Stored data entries

//! Database schema and row types

use crate::engine::Mode;
use chrono::{DateTime, Utc};
use serde::Serialize;

/// SQL schema for initialization
pub const SCHEMA: &str = r"
CREATE TABLE IF NOT EXISTS student_state (
    student_did TEXT PRIMARY KEY,
    mode TEXT NOT NULL DEFAULT 'ASSISTANT',
    help_click_count INTEGER NOT NULL DEFAULT 0,
    last_help_at TEXT,
    current_quest TEXT,
    created_at TEXT NOT NULL,
    updated_at TEXT NOT NULL
);

CREATE TABLE IF NOT EXISTS traits (
    student_did TEXT NOT NULL,
    name TEXT NOT NULL,
    value REAL NOT NULL,
    evidence TEXT,
    updated_at TEXT NOT NULL,

    PRIMARY KEY (student_did, name)
);

CREATE INDEX IF NOT EXISTS idx_traits_student ON traits(student_did);
";

/// Help clicks at or above this count flip the student to TEACHER mode
pub const HELP_ABUSE_THRESHOLD: i64 = 5;

/// Persisted per-student state. The chat engine reads this once at run
/// start; all writes happen through the telemetry path.
#[derive(Debug, Clone, Serialize)]
pub struct StudentState {
    pub student_did: String,
    pub mode: Mode,
    pub help_click_count: i64,
    pub last_help_at: Option<DateTime<Utc>>,
    pub current_quest: Option<String>,
}

/// One observed trait with supporting evidence
#[derive(Debug, Clone, Serialize)]
pub struct TraitRecord {
    pub name: String,
    pub value: f64,
    pub evidence: Option<String>,
}
//! Content stream operator generation

use crate::Align;

/// Everything needed to lay out one text run
pub struct TextRenderContext {
    /// Font resource name on the page (e.g., "F1")
    pub font_name: String,
    /// Size in points
    pub font_size: f32,
    /// Measured run width in points, used for alignment
    pub text_width: f64,
}

/// Operators for one text run (BT, Tf, Td, Tj, ET)
///
/// `text` is the already encoded payload: a hex string (`<0041>`) for
/// embedded fonts, an escaped literal (`(Hello)`) for built-ins. Center
/// and right alignment shift the start position left by half the run
/// width or the full run width.
pub fn generate_text_operators(
    text: &str,
    x: f64,
    y: f64,
    align: Align,
    ctx: &TextRenderContext,
) -> Vec<u8> {
    let x_offset = match align {
        Align::Left => 0.0,
        Align::Center => -ctx.text_width / 2.0,
        Align::Right => -ctx.text_width,
    };
    let final_x = x + x_offset;

    format!(
        "BT\n/{} {} Tf\n{} {} Td\n{} Tj\nET\n",
        ctx.font_name, ctx.font_size, final_x, y, text
    )
    .into_bytes()
}

/// Operators for a straight line stroke between two points
pub fn generate_line_operators(x1: f64, y1: f64, x2: f64, y2: f64) -> Vec<u8> {
    format!("{x1} {y1} m\n{x2} {y2} l\nS\n").into_bytes()
}

/// Encode text as an escaped literal string for the Tj operator
///
/// Built-in fonts use single-byte WinAnsi-style encoding: characters up to
/// U+00FF map to their byte, a handful of common typographic characters map
/// to their Windows-1252 byte, anything else becomes `?`. Bytes outside the
/// printable ASCII range are written as octal escapes.
pub fn encode_text_literal(text: &str) -> String {
    let mut result = String::from("(");
    for c in text.chars() {
        let byte = match c {
            '\u{20ac}' => Some(0x80), // euro sign
            '\u{2018}' => Some(0x91), // left single quote
            '\u{2019}' => Some(0x92), // right single quote
            '\u{201c}' => Some(0x93), // left double quote
            '\u{201d}' => Some(0x94), // right double quote
            '\u{2013}' => Some(0x96), // en dash
            '\u{2014}' => Some(0x97), // em dash
            _ if (c as u32) <= 0xFF => Some(c as u32 as u8),
            _ => None,
        };
        match byte {
            Some(b @ (b'(' | b')' | b'\\')) => {
                result.push('\\');
                result.push(b as char);
            }
            Some(b @ 0x20..=0x7E) => result.push(b as char),
            Some(b) => result.push_str(&format!("\\{b:03o}")),
            None => result.push('?'),
        }
    }
    result.push(')');
    result
}
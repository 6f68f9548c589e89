//! Embedded TrueType font handling
//!
//! A `FontData` owns the raw font program and a parsed face, tracks which
//! characters were drawn with it, and at save time turns into the object
//! chain a Type0 font needs: CIDFontType2 descendant with Identity-H
//! encoding, per-used-glyph widths, the FontFile2 stream and a ToUnicode
//! CMap. The whole font program is embedded; there is no subsetting.

use crate::{PdfError, Result};
use lopdf::{dictionary, Dictionary, Object, Stream};
use std::collections::HashSet;

/// An embedded TrueType font
#[derive(Debug, Clone)]
pub struct FontData {
    /// Font name/identifier
    pub name: String,
    /// Raw TTF data
    pub ttf_data: Vec<u8>,
    /// Characters drawn with this font (drives the widths array and ToUnicode)
    pub used_chars: HashSet<char>,
    /// Parsed font face
    face: Option<ttf_parser::Face<'static>>,
}

/// PDF objects generated for font embedding
///
/// The dictionaries come back unlinked; the document wires the references
/// between them once each object has an id.
pub struct FontObjects {
    pub type0_font: Dictionary,
    pub cid_font: Dictionary,
    pub font_descriptor: Dictionary,
    pub font_file_stream: Stream,
    pub tounicode_stream: Stream,
}

impl FontData {
    /// Parse TTF bytes into font data
    ///
    /// The parsed face borrows the bytes for `'static`, so a copy of the
    /// buffer is leaked. Fonts are loaded once per process through the
    /// registry and shared from there, never loaded per document.
    pub fn from_ttf(name: &str, ttf_data: &[u8]) -> Result<Self> {
        let leaked: &'static [u8] = Box::leak(ttf_data.to_vec().into_boxed_slice());
        let face = ttf_parser::Face::parse(leaked, 0)
            .map_err(|e| PdfError::FontParseError(format!("{e:?}")))?;

        Ok(Self {
            name: name.to_string(),
            ttf_data: ttf_data.to_vec(),
            used_chars: HashSet::new(),
            face: Some(face),
        })
    }

    /// Record characters drawn with this font
    pub fn add_chars(&mut self, text: &str) {
        for c in text.chars() {
            self.used_chars.insert(c);
        }
    }

    /// Glyph id for a character, if the face maps it
    pub fn glyph_id(&self, c: char) -> Option<u16> {
        self.face
            .as_ref()
            .and_then(|face| face.glyph_index(c).map(|id| id.0))
    }

    /// Design units per em, 1000 when no face is available
    pub fn units_per_em(&self) -> u16 {
        self.face.as_ref().map(|face| face.units_per_em()).unwrap_or(1000)
    }

    /// Typographic ascender in font units
    pub fn ascender(&self) -> i16 {
        self.face.as_ref().map(|face| face.ascender()).unwrap_or(800)
    }

    /// Typographic descender in font units
    pub fn descender(&self) -> i16 {
        self.face.as_ref().map(|face| face.descender()).unwrap_or(-200)
    }

    /// Text advance width in font units
    ///
    /// Characters without a glyph contribute nothing; without a parsed
    /// face the width is zero.
    pub fn text_width(&self, text: &str) -> u32 {
        let Some(face) = &self.face else {
            return 0;
        };

        text.chars()
            .filter_map(|c| face.glyph_index(c))
            .filter_map(|id| face.glyph_hor_advance(id))
            .map(u32::from)
            .sum()
    }

    /// Text advance width in points at the given font size
    pub fn text_width_points(&self, text: &str, font_size: f32) -> f32 {
        let width = self.text_width(text);
        (width as f32 / self.units_per_em() as f32) * font_size
    }

    /// Encode text as hex-coded glyph ids for the `Tj` operator
    ///
    /// Identity-H maps each 16-bit code directly to a glyph id. Characters
    /// the face does not map encode as glyph 0 (.notdef).
    pub fn encode_text_hex(&self, text: &str) -> String {
        let mut result = String::from("<");
        for c in text.chars() {
            let gid = self.glyph_id(c).unwrap_or(0);
            result.push_str(&format!("{gid:04X}"));
        }
        result.push('>');
        result
    }

    /// Generate the PDF object chain for embedding this font
    pub fn to_pdf_objects(&self) -> Result<FontObjects> {
        // CIDFontType2 metrics are expressed in a fixed 1000-unit glyph
        // space, not in the face's own design units
        let scale = 1000.0 / self.units_per_em() as f32;
        let to_glyph_space = |v: i32| -> i32 { (v as f32 * scale).round() as i32 };

        let ascent = to_glyph_space(self.ascender() as i32);
        let descent = to_glyph_space(self.descender() as i32);

        let bbox = match &self.face {
            Some(face) => {
                let r = face.global_bounding_box();
                vec![
                    to_glyph_space(r.x_min as i32).into(),
                    to_glyph_space(r.y_min as i32).into(),
                    to_glyph_space(r.x_max as i32).into(),
                    to_glyph_space(r.y_max as i32).into(),
                ]
            }
            None => vec![0.into(), descent.into(), 1000.into(), ascent.into()],
        };

        let font_file_stream = Stream::new(
            dictionary! {
                "Length1" => self.ttf_data.len() as i32,
            },
            self.ttf_data.clone(),
        );

        let font_descriptor = dictionary! {
            "Type" => "FontDescriptor",
            "FontName" => Object::Name(self.name.clone().into_bytes()),
            "Flags" => 4,
            "FontBBox" => bbox,
            "ItalicAngle" => 0,
            "Ascent" => ascent,
            "Descent" => descent,
            "CapHeight" => ascent,
            "StemV" => 80,
            // FontFile2 reference is wired at embed time
        };

        let cid_font = dictionary! {
            "Type" => "Font",
            "Subtype" => "CIDFontType2",
            "BaseFont" => Object::Name(self.name.clone().into_bytes()),
            "CIDSystemInfo" => dictionary! {
                "Registry" => Object::string_literal("Adobe"),
                "Ordering" => Object::string_literal("Identity"),
                "Supplement" => 0,
            },
            "CIDToGIDMap" => "Identity",
            "DW" => 1000,
            "W" => self.generate_widths_array(),
            // FontDescriptor reference is wired at embed time
        };

        let type0_font = dictionary! {
            "Type" => "Font",
            "Subtype" => "Type0",
            "BaseFont" => Object::Name(self.name.clone().into_bytes()),
            "Encoding" => "Identity-H",
            // DescendantFonts and ToUnicode references are wired at embed time
        };

        let tounicode_stream = Stream::new(
            dictionary! {
                "Type" => "CMap",
                "CMapName" => "Adobe-Identity-UCS",
            },
            self.generate_tounicode_cmap().into_bytes(),
        );

        Ok(FontObjects {
            type0_font,
            cid_font,
            font_descriptor,
            font_file_stream,
            tounicode_stream,
        })
    }

    /// W array entries for every glyph drawn with this font
    ///
    /// Advances are scaled into 1000-unit glyph space and consecutive
    /// glyph id runs are grouped into `start [w ...]` entries.
    fn generate_widths_array(&self) -> Vec<Object> {
        let Some(face) = &self.face else {
            return Vec::new();
        };

        let scale = 1000.0 / self.units_per_em() as f32;

        let mut pairs: Vec<(u16, i32)> = self
            .used_chars
            .iter()
            .filter_map(|&c| face.glyph_index(c))
            .map(|id| {
                let advance = face.glyph_hor_advance(id).unwrap_or(0);
                (id.0, (advance as f32 * scale).round() as i32)
            })
            .collect();
        pairs.sort_by_key(|&(gid, _)| gid);
        pairs.dedup_by_key(|&mut (gid, _)| gid);

        group_consecutive_widths(&pairs)
    }

    /// ToUnicode CMap stream content for text extraction
    fn generate_tounicode_cmap(&self) -> String {
        let mut mappings: Vec<(u16, u32)> = self
            .used_chars
            .iter()
            .map(|&c| (self.glyph_id(c).unwrap_or(0), c as u32))
            .collect();
        mappings.sort_unstable();

        let mut cmap = String::new();
        cmap.push_str("/CIDInit /ProcSet findresource begin\n");
        cmap.push_str("12 dict begin\n");
        cmap.push_str("begincmap\n");
        cmap.push_str("/CIDSystemInfo << /Registry (Adobe) /Ordering (UCS) /Supplement 0 >> def\n");
        cmap.push_str("/CMapName /Adobe-Identity-UCS def\n");
        cmap.push_str("/CMapType 2 def\n");
        cmap.push_str("1 begincodespacerange\n");
        cmap.push_str("<0000> <FFFF>\n");
        cmap.push_str("endcodespacerange\n");

        // bfchar sections are capped at 100 entries
        for chunk in mappings.chunks(100) {
            cmap.push_str(&format!("{} beginbfchar\n", chunk.len()));
            for &(gid, unicode) in chunk {
                cmap.push_str(&format!("<{gid:04X}> <{unicode:04X}>\n"));
            }
            cmap.push_str("endbfchar\n");
        }

        cmap.push_str("endcmap\n");
        cmap.push_str("CMapName currentdict /CMap defineresource pop\n");
        cmap.push_str("end\n");
        cmap.push_str("end\n");
        cmap
    }
}

/// Group (glyph id, advance) pairs into W array entries
///
/// Pairs must be sorted by glyph id and free of duplicates. Each run of
/// consecutive ids becomes one `start [w ...]` entry.
fn group_consecutive_widths(pairs: &[(u16, i32)]) -> Vec<Object> {
    let mut entries: Vec<Object> = Vec::new();
    let mut i = 0;

    while i < pairs.len() {
        let start = pairs[i].0;
        let mut widths = vec![Object::Integer(pairs[i].1 as i64)];

        while i + 1 < pairs.len() && pairs[i + 1].0 == pairs[i].0 + 1 {
            i += 1;
            widths.push(Object::Integer(pairs[i].1 as i64));
        }

        entries.push(Object::Integer(start as i64));
        entries.push(Object::Array(widths));
        i += 1;
    }

    entries
}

Directions:
Working from the data above, extract solely the lines from the one containing "use crate::Align;" through the one containing "half the run", exactly as they appear, both included.

Output of the exercise:
use crate::Align;

/// Everything needed to lay out one text run
pub struct TextRenderContext {
    /// Font resource name on the page (e.g., "F1")
    pub font_name: String,
    /// Size in points
    pub font_size: f32,
    /// Measured run width in points, used for alignment
    pub text_width: f64,
}

/// Operators for one text run (BT, Tf, Td, Tj, ET)
///
/// `text` is the already encoded payload: a hex string (`<0041>`) for
/// embedded fonts, an escaped literal (`(Hello)`) for built-ins. Center
/// and right alignment shift the start position left by half the run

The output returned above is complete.